Add documentation notes about mounting existing volumes

linode / linode-blockstorage-csi-driver

Container Storage Interface (CSI) Driver for Linode Block Storage

Apache License 2.0

64 stars 54 forks source link

Add documentation notes about mounting existing volumes #24

Open displague opened 5 years ago

displague commented 5 years ago

The readme does not include instructions on mounting existing volumes.

The Kubernetes Blog included some very helpful documentation on this, which can be adapted for use in the docs of this project:

https://kubernetes.io/blog/2019/01/15/container-storage-interface-ga/#pre-provisioned-volumes

LuminousPath commented 4 years ago

just as an inquiry, I think mounting an existing volume would look something like this:

apiVersion: v1
kind: PersistentVolume
metadata:
  name: my-persistentvolume
  annotations:
    pv.kubernetes.io/provisioned-by: linodebs.csi.linode.com
spec:
  storageClassName: linode-block-storage-retain
  capacity:
    storage: 10Gi
  accessModes:
    - ReadWriteOnce
  persistentVolumeReclaimPolicy: Retain
  claimRef:
    namespace: default
    name: my-persistentvolumeclaim
  csi:
    driver: linodebs.csi.linode.com
    volumeHandle: <linode_volume_label>
    readOnly: false
    fsType: ext4
---
apiVersion: v1
kind: PersistentVolumeClaim
metadata:
  name: my-persistentvolumeclaim
spec:
  accessModes:
    - ReadWriteOnce
  resources:
    requests:
      storage: 10Gi
  storageClassName: linode-block-storage-retain
  volumeName: my-persistentvolume

I put the volumeName and claimRef to lock the pvc to the volume. This doesn't seem to work, however, so I'm guessing I'm missing something vital in the PersistentVolume

displague commented 3 years ago

An example of how to mount an existing volume is available here: https://www.linode.com/community/questions/20185/mounting-an-existing-volume-to-lke#answer-74789

@LuminousPath's yaml looks correct, the <linode_volume_label> should be {ID}-{Label}. You can find the ID and Label with the linode-cli.
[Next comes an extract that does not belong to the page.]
pub mod console;
pub mod hash;
pub mod table;

pub use crate::table::{HashTable, Insert, Lookup, TableError};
displague commented 10 months ago

I tried repeating the steps in the community post and ran into 403s as others have experienced. I believe this volume was created by the same cluster, but can't confirm.

I doubt the reason given, that LKE Linode API access tokens do not have access to block storage volumes created outside of the cluster.

If so, this would limit the ability for users to migrate storage between clusters along with various disaster recovery scenarios. This also reduces the benefits of CSI cloning.

I'm curious if the 403s are coming from a Kubermetes API or the RPC between CSI services.

I intend to use Linode CLI to verify whether the LKE token (available in a cluster secret) does or does not have access to mount a volume to a cluster node.

displague commented 10 months ago

Ok. I've confirmed that the LKE API token used by the Linode service account used by CSI has access to volumes it created but does not have permission to the volumes that I'd like to access from previous LKE environments:

export LINODE_CLI_TOKEN=$(kubectl get secrets -n kube-system linode -o template='{{.data.token | base64decode}}') 
linode profile view # username=lke-service-account-{redacted} email:null restricted:true
linode volumes list

Further, linode-cli does not offer a linode users grants action (this is explicitly denoted to be skipped in the OpenAPI spec for Linode CLI). Even if you attempt to add the volume access grants as an account owner, by hand, you can't. Service accounts in this context are service-controlled, not user-controlled.

$ curl -H "Content-Type: application/json" \
                -H "Authorization: Bearer $TOKEN" \
                -X GET \
                https://api.linode.com/v4/account/users/$USERNAME/grants
{"errors": [{"reason": "Not found"}]}

displague commented 10 months ago

Modest Linode API feature request time? Give users the ability to extend grants, if only for storage?

Alternatively, use separate tokens for LKE services and allow users to modify the CSI token to one that they can manage? To some extent this may already be permitted, however, it may be reset on LKE upgrades. or other lifecycle reconciliation refreshes. Perhaps LKE could be made to respect a user-supplied CSI token? (get this from an annotation? an LKE cluster grants option?)

displague commented 10 months ago

Perhaps something that could be done within linode-blockstorage-csi-driver is to honor StorageClass parameters to override the secretnamespace and secretname: https://kubernetes.io/docs/concepts/storage/persistent-volumes/#expanding-persistent-volumes-claims

https://kubernetes.io/docs/concepts/storage/storage-classes/#parameters

This would allow users to create a new StorageClass with alternate grants sufficient to manage linode block storage volumes creates by region adjacent LKE clusters and non-LKE workloads.